IRAK-1 bypasses priming and directly links TLRs to rapid NLRP3 inflammasome activation

Ist Teil von

• Proceedings of the National Academy of Sciences - PNAS, 2014-01, Vol.111 (2), p.775-780

Ort / Verlag

United States: National Academy of Sciences

Erscheinungsjahr

2014

Quelle

MEDLINE

Beschreibungen/Notizen

• Pathogenic infections and tissue injuries trigger the assembly of inflammasomes, cytosolic protein complexes that activate caspase-1, leading to cleavage of pro-IL-1β and pro-IL-18 and to pyroptosis, a proinflammatory cell death program. Although microbial recognition by Toll-like receptors (TLRs) is known to induce the synthesis of the major caspase-1 substrate pro-IL-1β, the role of TLRs has been considered limited to up-regulation of the inflammasome components. During infection with a virulent microbe, TLRs and nucleotide-binding oligomerization domain-like receptors (NLRs) are likely activated simultaneously.

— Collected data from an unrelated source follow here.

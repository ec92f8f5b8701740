//! # appc CLI entry point
//!
//! Parses command-line arguments, builds the configuration, and dispatches
//! to subcommand handlers.

use std::path::PathBuf;
use std::process::ExitCode;

use clap::{Parser, Subcommand};
use tracing_subscriber::EnvFilter;

use appc_cli::clean::{run_clean, CleanArgs};
use appc_cli::compile::{run_compile, CompileArgs};
use appc_cli::validate::{run_validate, ValidateArgs};
use appc_compiler::Compiler;

/// Application descriptor compiler.
///
/// Renders `src/<app>.app.src` templates into `ebin/<app>.app` descriptors,
/// filling in the compiled module list, the version, and `registered`, and
/// validates the result.
#[derive(Parser, Debug)]
#[command(name = "appc", version, about, long_about = None)]
struct Cli {
    /// Enable verbose output. Repeat for more verbosity (-v, -vv, -vvv).
    #[arg(short, long, action = clap::ArgAction::Count, global = true)]
    verbose: u8,

    /// Path to a YAML configuration file.
    #[arg(long, global = true)]
    config: Option<PathBuf>,

    /// Vars file merged into every template (overrides the configuration).
    #[arg(long, global = true)]
    vars_file: Option<PathBuf>,

    /// Do not check modules against the compiled beams.
    #[arg(long, global = true)]
    skip_module_validation: bool,

    #[command(subcommand)]
    command: Commands,
}

#[derive(Subcommand, Debug)]
enum Commands {
    /// Render, write, and validate application descriptors.
    Compile(CompileArgs),

    /// Validate existing descriptors without rendering them.
    Validate(ValidateArgs),

    /// Remove descriptors generated from templates.
    Clean(CleanArgs),
}

fn main() -> ExitCode {
    let cli = Cli::parse();

    let filter = match cli.verbose {
        0 => EnvFilter::new("warn"),
        1 => EnvFilter::new("info"),
        2 => EnvFilter::new("debug"),
        _ => EnvFilter::new("trace"),
    };

    tracing_subscriber::fmt()
        .with_env_filter(filter)
        .with_target(false)
        .with_writer(std::io::stderr)
        .init();

    tracing::debug!(version = env!("CARGO_PKG_VERSION"), "appc starting");

    let state = match appc_cli::build_state(
        cli.config.as_deref(),
        cli.vars_file.as_deref(),
        cli.skip_module_validation,
    ) {
        Ok(state) => state,
        Err(e) => {
            tracing::error!("{e:#}");
            return ExitCode::from(1);
        }
    };
    let compiler = Compiler::new();

    let result = match cli.command {
        Commands::Compile(args) => run_compile(&args, state, &compiler),
        Commands::Validate(args) => run_validate(&args, &state, &compiler),
        Commands::Clean(args) => run_clean(&args),
    };

    match result {
        Ok(code) => ExitCode::from(code),
        Err(e) => {
            tracing::error!("{e:#}");
            ExitCode::from(1)
        }
    }
}
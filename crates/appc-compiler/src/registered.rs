//! Guarantees the `registered` property upgrade tooling relies on.

use appc_core::{PropertySet, Term};

/// Key of the registered-process list.
pub const REGISTERED: &str = "registered";

/// Prepend `{registered, []}` unless the key is already present.
///
/// An existing value is kept as-is whatever its shape; a value that is not
/// a list is only reported.
pub fn ensure_registered(mut properties: PropertySet) -> PropertySet {
    match properties.get(REGISTERED) {
        None => {
            properties.prepend(REGISTERED, Term::List(Vec::new()));
        }
        Some(value) if value.as_list().is_none() => {
            tracing::warn!(value = %value, "registered is not a list; keeping it unchanged");
        }
        Some(_) => {}
    }
    properties
}
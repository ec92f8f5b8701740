//! # appc-compiler — Descriptor Pipeline
//!
//! Turns an application's `src/<name>.app.src` template into its
//! `ebin/<name>.app` descriptor and validates the result:
//!
//! ```text
//! template? ──yes──▶ load ─▶ substitute vars + modules ─▶ resolve vsn
//!     │                 ─▶ ensure registered ─▶ write if changed ──┐
//!     no                                                           │
//!     └──────────────▶ load descriptor ─▶ check name ─▶ check modules
//! ```
//!
//! [`Compiler`] sequences the steps; each step is also exposed on its own
//! module so callers (and tests) can run it in isolation.
//!
//! ## Collaborators
//!
//! Three effects leave the pipeline and are injected as traits:
//!
//! - [`RuntimeEnv`]: the code search path a written descriptor's directory
//!   is registered with.
//! - [`ComplianceChecker`]: module/application compliance rules.
//! - [`CommandRunner`]: external commands used to derive a version.
//!
//! ## Crate Policy
//!
//! - Every failure is an [`AppError`]; nothing panics outside tests.
//! - [`BuildState`] is never mutated behind a caller's back: steps that
//!   change it take it by value and return the new copy.

pub mod app;
pub mod clean;
pub mod compiler;
pub mod compliance;
pub mod error;
pub mod layout;
pub mod loader;
pub mod modules;
pub mod registered;
pub mod runtime;
pub mod state;
pub mod validate;
pub mod vars;
pub mod version;
pub mod writer;

// Re-export primary types.
pub use app::AppInfo;
pub use compiler::{Compiled, Compiler, Rendered, Stage};
pub use compliance::{ComplianceChecker, ComplianceFailure, OtpModuleChecker};
pub use error::{AppError, AppResult};
pub use runtime::{CodePathRegistry, RuntimeEnv};
pub use state::BuildState;
pub use version::{CommandRunner, SystemCommandRunner};
pub use writer::WriteOutcome;
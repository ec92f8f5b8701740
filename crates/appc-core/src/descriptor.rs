//! # Application Descriptor
//!
//! A descriptor is the single term `{application, Name, Properties}`. The
//! same shape is used by templates before substitution and by rendered
//! descriptors after it.

use crate::atom::Atom;
use crate::error::PropertyError;
use crate::printer::pretty;
use crate::property::PropertySet;
use crate::term::Term;

/// The tag of a descriptor tuple.
pub const APPLICATION_TAG: &str = "application";

/// A parsed descriptor or template.
#[derive(Debug, Clone, PartialEq)]
pub struct Descriptor {
    /// The declared application name.
    pub name: Atom,
    /// The property list, in source order.
    pub properties: PropertySet,
}

impl Descriptor {
    /// Create a descriptor.
    pub fn new(name: Atom, properties: PropertySet) -> Self {
        Self { name, properties }
    }

    /// Interpret a term as `{application, Name, Properties}`.
    pub fn from_term(term: &Term) -> Result<Self, PropertyError> {
        match term.as_tuple() {
            Some([tag, Term::Atom(name), props]) if tag.is_atom(APPLICATION_TAG) => Ok(Self {
                name: name.clone(),
                properties: PropertySet::from_term(props)?,
            }),
            _ => Err(PropertyError::NotADescriptor {
                found: truncate(&term.to_string(), 60),
            }),
        }
    }

    /// The descriptor as a term.
    pub fn to_term(&self) -> Term {
        Term::Tuple(vec![
            Term::atom(APPLICATION_TAG),
            Term::Atom(self.name.clone()),
            self.properties.to_term(),
        ])
    }

    /// The file contents for this descriptor: the laid-out term followed by
    /// the `.` terminator and a newline.
    pub fn render(&self) -> String {
        format!("{}.\n", pretty(&self.to_term()))
    }
}

fn truncate(text: &str, max: usize) -> String {
    match text.char_indices().nth(max) {
        Some((cut, _)) => format!("{}...", &text[..cut]),
        None => text.to_string(),
    }
}

#[cfg(test)]
mod tests {
    use super::*;
    use crate::parser::parse_term;

    #[test]
    fn reads_application_tuple() {
        let term = parse_term("{application, foo, [{vsn, \"1\"}]}.").unwrap();
        let desc = Descriptor::from_term(&term).unwrap();
        assert_eq!(desc.name, "foo");
        assert_eq!(desc.properties.get("vsn"), Some(&Term::string("1")));
        assert_eq!(desc.to_term(), term);
    }

    #[test]
    fn rejects_other_shapes() {
        for src in [
            "{app, foo, []}.",
            "{application, \"foo\", []}.",
            "{application, foo}.",
            "[application, foo, []].",
        ] {
            let term = parse_term(src).unwrap();
            assert!(
                matches!(
                    Descriptor::from_term(&term),
                    Err(PropertyError::NotADescriptor { .. })
                ),
                "accepted {src}"
            );
        }
    }

    #[test]
    fn property_errors_pass_through() {
        let term = parse_term("{application, foo, [bad]}.").unwrap();
        assert!(matches!(
            Descriptor::from_term(&term),
            Err(PropertyError::MalformedEntry { index: 0, .. })
        ));
    }

    #[test]
    fn render_is_terminated_and_reparses() {
        let desc = Descriptor::new(
            Atom::new("foo"),
            [("vsn", Term::string("1.0"))].into_iter().collect(),
        );
        let text = desc.render();
        assert_eq!(text, "{application,foo,[{vsn,\"1.0\"}]}.\n");
        let again = Descriptor::from_term(&parse_term(&text).unwrap()).unwrap();
        assert_eq!(again, desc);
    }

    #[test]
    fn long_terms_are_truncated_in_errors() {
        assert_eq!(truncate("abcdef", 3), "abc...");
        assert_eq!(truncate("abc", 3), "abc");
    }
}
//! # Application Names
//!
//! An application is named twice: by the atom declared inside its
//! descriptor and by the descriptor's filename. [`AppName`] is the single
//! canonical form both are reduced to before they are compared.

use std::fmt;
use std::path::Path;

use serde::{Deserialize, Serialize};

use crate::atom::Atom;

/// Extension of a rendered descriptor.
pub const DESCRIPTOR_EXT: &str = ".app";

/// Extension of a descriptor template.
pub const TEMPLATE_EXT: &str = ".app.src";

/// Canonical application name.
#[derive(Debug, Clone, PartialEq, Eq, PartialOrd, Ord, Hash, Serialize, Deserialize)]
#[serde(transparent)]
pub struct AppName(Atom);

impl AppName {
    /// Wrap a declared name.
    pub fn new(atom: Atom) -> Self {
        Self(atom)
    }

    /// Derive the name a descriptor or template at `path` must declare:
    /// its basename with `.app.src` or `.app` removed. A basename with
    /// neither suffix is used whole.
    pub fn from_path(path: &Path) -> Option<Self> {
        let base = path.file_name()?.to_str()?;
        let stem = base
            .strip_suffix(TEMPLATE_EXT)
            .or_else(|| base.strip_suffix(DESCRIPTOR_EXT))
            .unwrap_or(base);
        Some(Self(Atom::new(stem)))
    }

    /// The name as an atom.
    pub fn as_atom(&self) -> &Atom {
        &self.0
    }

    /// The unquoted name text.
    pub fn as_str(&self) -> &str {
        self.0.as_str()
    }
}

impl From<Atom> for AppName {
    fn from(atom: Atom) -> Self {
        Self(atom)
    }
}

impl fmt::Display for AppName {
    fn fmt(&self, f: &mut fmt::Formatter<'_>) -> fmt::Result {
        write!(f, "{}", self.0)
    }
}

To examine the requirements and outcomes of combined activation, we stimulated TLRs and a specific NLR, nucleotide binding and oligomerization, leucine-rich repeat, pyrin domain-containing 3 (NLRP3), simultaneously and discovered that such activation triggers rapid caspase-1 cleavage, leading to secretion of presynthesized inflammatory molecules and pyroptosis. This acute caspase-1 activation is independent of new protein synthesis and depends on the TLR-signaling molecule IL-1 receptor-associated kinase (IRAK-1) and its kinase activity. Importantly, Listeria monocytogene s induces NLRP3-dependent rapid caspase-1 activation and pyroptosis, both of which are compromised in IRAK-1–deficient macrophages. Our results reveal that simultaneous sensing of microbial ligands and virulence factors by TLRs and NLRP3, respectively, leads to a rapid TLR- and IRAK-1–dependent assembly of the NLRP3 inflammasome complex, and that such activation is important for release of alarmins, pyroptosis, and early IFN-γ production by memory CD8 T cells, all of which could be critical for early host defense.